Publicado em: quinta-feira, 27/06/2013

PEC 37 – Projeto de lei e rejeitado pela câmara dos deputados

PEC 37A Câmara dos Deputados rejeitou o projeto de lei PEC 37 que removeria poderes do Ministério Público e segundo os manifestantes, levaria um enfraquecimento da luta contra a corrupção.

O movimento de protesto nas ruas brasileiras que já dura quase duas semanas viu com a rejeição da PEC 37 uma grande vitória frente ao Congresso. Com voto negativo de quase a totalidade da Câmara o projeto de lei que vetaria poderes ao Ministério Público em práticas investigativas não teve continuidade, ao menos nos moldes atuais segundo alguns congressistas.

Foi mais uma vitória para o movimento popular em massa que surgiu no Brasil nas últimas semanas. Várias cidades que se manifestaram contra o aumento das tarifas de ônibus também obtiveram sucesso com a redução ou revogação de aumentos. A presidenta Dilma Rousseff também observando as manifestações abriu uma nova agenda governamental para buscar o atendimento dos pedidos das manifestações: saúde, educação, transporte público de qualidade e rigor contra a corrupção.

A proposta de emenda constitucional, popularmente conhecida como PEC 37, foi um dos alvos preferidos de manifestantes que aos milhares tomaram as ruas das cidades com cartazes com dizeres “DIGA NÃO A PEC 37”.

O projeto que antes tinha respaldo de grande parte da coalizão governista e da oposição teve de ser revisto após as manifestações.

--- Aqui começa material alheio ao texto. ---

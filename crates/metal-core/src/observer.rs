#![forbid(unsafe_code)]

//! Observers: listeners on a path's change events.
//!
//! An observer on `path` is a listener for `"<path>:change"` (or
//! `"<path>:before"`) plus a watch on `path`. Its transform reshapes the
//! event into `[sender, path, value]`, reading the value when the event
//! fires, so before-observers see the old value and observers the new one.

use std::rc::Rc;

use crate::error::Result;
use crate::events::{MethodRef, Transform, add_listener, listeners_for, remove_listener};
use crate::object::Object;
use crate::path::normalize_path;
use crate::property_events::{before_event, change_event};
use crate::realm::Realm;
use crate::value::Value;

const CHANGE_SUFFIX: &str = ":change";
const BEFORE_SUFFIX: &str = ":before";

impl Realm {
    /// Call `method` on `target` (the sender when `None`) after `path`
    /// changes on `obj`.
    pub fn add_observer(
        &self,
        obj: &Object,
        path: &str,
        target: Option<&Object>,
        method: impl Into<MethodRef>,
    ) -> Result<()> {
        let path = normalize_path(path)?;
        self.watch(obj, &path)?;
        let transform = self.observer_transform(CHANGE_SUFFIX);
        add_listener(obj, &change_event(&path), target, method, Some(transform));
        Ok(())
    }

    pub fn remove_observer(
        &self,
        obj: &Object,
        path: &str,
        target: Option<&Object>,
        method: impl Into<MethodRef>,
    ) -> Result<()> {
        let path = normalize_path(path)?;
        remove_listener(obj, &change_event(&path), target, method);
        self.unwatch(obj, &path)
    }

    /// Call `method` on `target` just before `path` changes on `obj`.
    pub fn add_before_observer(
        &self,
        obj: &Object,
        path: &str,
        target: Option<&Object>,
        method: impl Into<MethodRef>,
    ) -> Result<()> {
        let path = normalize_path(path)?;
        self.watch(obj, &path)?;
        let transform = self.observer_transform(BEFORE_SUFFIX);
        add_listener(obj, &before_event(&path), target, method, Some(transform));
        Ok(())
    }

    pub fn remove_before_observer(
        &self,
        obj: &Object,
        path: &str,
        target: Option<&Object>,
        method: impl Into<MethodRef>,
    ) -> Result<()> {
        let path = normalize_path(path)?;
        remove_listener(obj, &before_event(&path), target, method);
        self.unwatch(obj, &path)
    }

    fn observer_transform(&self, suffix: &'static str) -> Transform {
        let realm = self.downgrade();
        Rc::new(move |target, method, params| {
            let sender = params.first().cloned().unwrap_or_default();
            let path = params
                .get(1)
                .and_then(Value::as_str)
                .and_then(|event| event.strip_suffix(suffix))
                .unwrap_or_default();
            let value = match sender.as_object() {
                Some(sender) => realm
                    .upgrade()
                    .get_path(Some(sender), path)
                    .unwrap_or_default(),
                None => Value::Undefined,
            };
            method.call(target, &[sender, Value::from(path), value]);
        })
    }
}

/// Live observers registered for `path` on `obj`.
pub fn observers_for(obj: &Object, path: &str) -> Vec<(Option<Object>, MethodRef)> {
    match normalize_path(path) {
        Ok(path) => listeners_for(obj, &change_event(&path)),
        Err(_) => Vec::new(),
    }
}

pub fn before_observers_for(obj: &Object, path: &str) -> Vec<(Option<Object>, MethodRef)> {
    match normalize_path(path) {
        Ok(path) => listeners_for(obj, &before_event(&path)),
        Err(_) => Vec::new(),
    }
}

Em acordo ao desejo popular, a Câmara votou por 430 votos para rejeitar a emenda, com nove votos a favor e duas abstenções entre os 531 membros da legislatura, sob os aplausos de uma multidão de membros do Ministério Público que encheram as galerias da câmara e cantaram o hino nacional.

Outra vitória clara do movimento que ainda não obteve tanto destaque foi a remoção do 14º e 15º que os parlamentares recebiam. O fim dos pagamentos extras reforça a intenção dos manifestantes que o cargo público seja de fato um cargo representativo do povo e não um meio de se aproveitar de regalias e direitos não disponíveis ao restante da população. Outra medida em pauta é o fim da aposentadoria de cargo que ainda deverá entrar em votação.